Long-term effects?  Well thankfully because it wasn't a long period of time I was able to avert a lot of the permanent damage.  But the enamel on my teeth is destroyed and my gag reflex is always on hair trigger.  It's like I have muscle memory.  Whenever I'm cleaning the toilet or bend down to get something I've dropped on the bathroom floor, I heave.  I'm also convinced that is why my morning sickness was so horrendous when I was pregnant with my daughter.

What's worse is that I've now gone in the completely opposite direction.  I don't think about what I put in my mouth and the effect it has on my health.  On rare occasions, I catch myself binging and have to stop.

 

As far as body image goes, I've learned how to dress this body and feel like I look good in my skin but I still hate seeing photographs of myself.  And I know that I am not at a healthy weight at this end of the spectrum either.  But now, rather than being motivated by the quest for perfection and pleasing others, I am so happy with myself that I've become inert.  Why care what others think?  I am happy being me (until I see the fat rolls in the mirror, that is).

I guess what I'm trying to say in sharing all of this is that words hurt.  They leave indellible marks on you.  The things that people said to me in middle school really made in impact on my life long-term.  And it is society,  media, and the quest for perfection and beauty that is programming our children to think that they cannot accept anyhing less.

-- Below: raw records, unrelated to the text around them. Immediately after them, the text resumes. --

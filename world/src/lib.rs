#![deny(
    unsafe_code,
    missing_docs,
    dead_code,
    unused_results,
    non_snake_case,
    unreachable_pub
)]

//! Authoritative spatial and entity state for the rat game simulation.
//!
//! [`ContextualMap`] answers "who stands where" and keeps the entity-to-tile
//! and tile-to-entity views consistent. [`EntityRegistry`] owns the list of
//! live entities and leases one traversal cursor per tick. Both are shared
//! between threads behind an `Arc` and mutate only through their own methods.

mod entity;
mod map;
mod node;
mod registry;
mod snapshot;

pub use entity::{Entity, EntityHandle};
pub use map::ContextualMap;
pub use node::OccupancyNode;
pub use registry::{Cursor, EntityRegistry, Lease};
pub use snapshot::{EntityRecord, OccupancySnapshot};
//! Shared entity handles.

use std::sync::{
    atomic::{AtomicI32, AtomicU64, Ordering},
    Arc,
};

use rat_game_core::{CellCoord, EntityId, EntityKind, IdGenerator};

/// Reference-counted handle through which the map, the registry, and
/// behaviours all observe the same entity.
pub type EntityHandle = Arc<Entity>;

/// Mobile actor living on the grid.
///
/// Identity and kind are fixed at construction. Position and health are
/// updated in place, so every holder of the handle observes changes without
/// the entity ever being copied.
#[derive(Debug)]
pub struct Entity {
    id: EntityId,
    kind: EntityKind,
    position: AtomicU64,
    health: AtomicI32,
}

impl Entity {
    /// Creates a new entity, drawing its identifier from `ids`.
    #[must_use]
    pub fn spawn(
        ids: &dyn IdGenerator,
        kind: EntityKind,
        cell: CellCoord,
        health: i32,
    ) -> EntityHandle {
        Self::with_id(ids.next_id(), kind, cell, health)
    }

    /// Recreates an entity with a known identifier, e.g. when resuming a save.
    #[must_use]
    pub fn with_id(id: EntityId, kind: EntityKind, cell: CellCoord, health: i32) -> EntityHandle {
        Arc::new(Self {
            id,
            kind,
            position: AtomicU64::new(pack(cell)),
            health: AtomicI32::new(health),
        })
    }

    /// Stable identifier assigned at creation.
    #[must_use]
    pub const fn id(&self) -> EntityId {
        self.id
    }

    /// Kind tag used for blacklist matching.
    #[must_use]
    pub const fn kind(&self) -> EntityKind {
        self.kind
    }

    /// Cell the entity currently considers its origin.
    #[must_use]
    pub fn position(&self) -> CellCoord {
        unpack(self.position.load(Ordering::Acquire))
    }

    /// Overwrites the entity's position.
    ///
    /// The spatial map calls this when committing a move; callers that set it
    /// directly are responsible for keeping the map in step.
    pub fn set_position(&self, cell: CellCoord) {
        self.position.store(pack(cell), Ordering::Release);
    }

    /// Current health.
    #[must_use]
    pub fn health(&self) -> i32 {
        self.health.load(Ordering::Acquire)
    }

    /// Overwrites the current health.
    pub fn set_health(&self, health: i32) {
        self.health.store(health, Ordering::Release);
    }

    /// Subtracts `amount` from health, returning the remaining health.
    pub fn damage(&self, amount: i32) -> i32 {
        self.health.fetch_sub(amount, Ordering::AcqRel) - amount
    }

    /// Dead entities have no health left.
    #[must_use]
    pub fn is_dead(&self) -> bool {
        self.health() <= 0
    }
}

fn pack(cell: CellCoord) -> u64 {
    (u64::from(cell.row()) << 32) | u64::from(cell.column())
}

fn unpack(packed: u64) -> CellCoord {
    let row = u32::try_from(packed >> 32).unwrap_or(u32::MAX);
    let column = u32::try_from(packed & u64::from(u32::MAX)).unwrap_or(u32::MAX);
    CellCoord::new(row, column)
}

Don't fall for it.  Beauty must come from within.  Your health is not worth the price.

Check out this video/song.  The first time I heard it I collapsed into a heap and sobbed.  It was my fight:  http://www.youtube.com/watch?v=RcZ-xDowBsY

NOTE:  Any photos in this blog are not mine except the one below.



Bleeding Hearts - J.Walker © 2011

If you are struggling with eating disorders, I recommend the book, Letting Go of Ed:  A Guide to Recovering From Your Eating Disorder, by Pippa Wilson.